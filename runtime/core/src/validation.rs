use std::fmt;

use serde::Serialize;
use serde_yaml::{Mapping, Value};

use crate::schema::{Schema, SOURCE_PATH_FIELD};
use crate::types::{runtime_type_name, FieldType};
use crate::value::DeserializeContext;

/// One document value whose runtime type does not match its field.
#[derive(Debug, Clone, PartialEq, Eq, Serialize)]
pub struct ValidationFinding {
    pub field: String,
    pub expected: String,
    pub actual: String,
}

impl ValidationFinding {
    pub fn new(
        field: impl Into<String>,
        expected: impl Into<String>,
        actual: impl Into<String>,
    ) -> Self {
        Self {
            field: field.into(),
            expected: expected.into(),
            actual: actual.into(),
        }
    }
}

impl fmt::Display for ValidationFinding {
    fn fmt(&self, f: &mut fmt::Formatter<'_>) -> fmt::Result {
        write!(
            f,
            "Field '{}' expected {}, got {}",
            self.field, self.expected, self.actual
        )
    }
}

pub fn validate(field: &str, value: &Value, declared: &FieldType) -> Option<ValidationFinding> {
    let expected = declared.resolve();

    // Nested records are checked by their own load.
    if expected.is_record() {
        return None;
    }

    if value.is_null() || expected.accepts(value) {
        return None;
    }

    Some(ValidationFinding::new(
        field,
        expected.to_string(),
        runtime_type_name(value),
    ))
}

/// Checks every document key that has a declared field in `schema`.
///
/// Keys without a declared field are left to the deserializer.
pub fn validate_all(
    document: &Mapping,
    schema: &Schema,
    ctx: &DeserializeContext,
) -> Vec<ValidationFinding> {
    if schema.fields().is_empty() {
        return Vec::new();
    }

    document
        .iter()
        .filter_map(|(key, value)| {
            let name = key.as_str()?;
            if name == SOURCE_PATH_FIELD {
                return None;
            }
            let decl = schema.field(name)?;
            validate(&ctx.qualify(name), value, &decl.ty)
        })
        .collect()
}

» **Prompt**: Check each line of the data above for the string "FieldType" and report only how many lines have it.

» **Answer for the task**: 2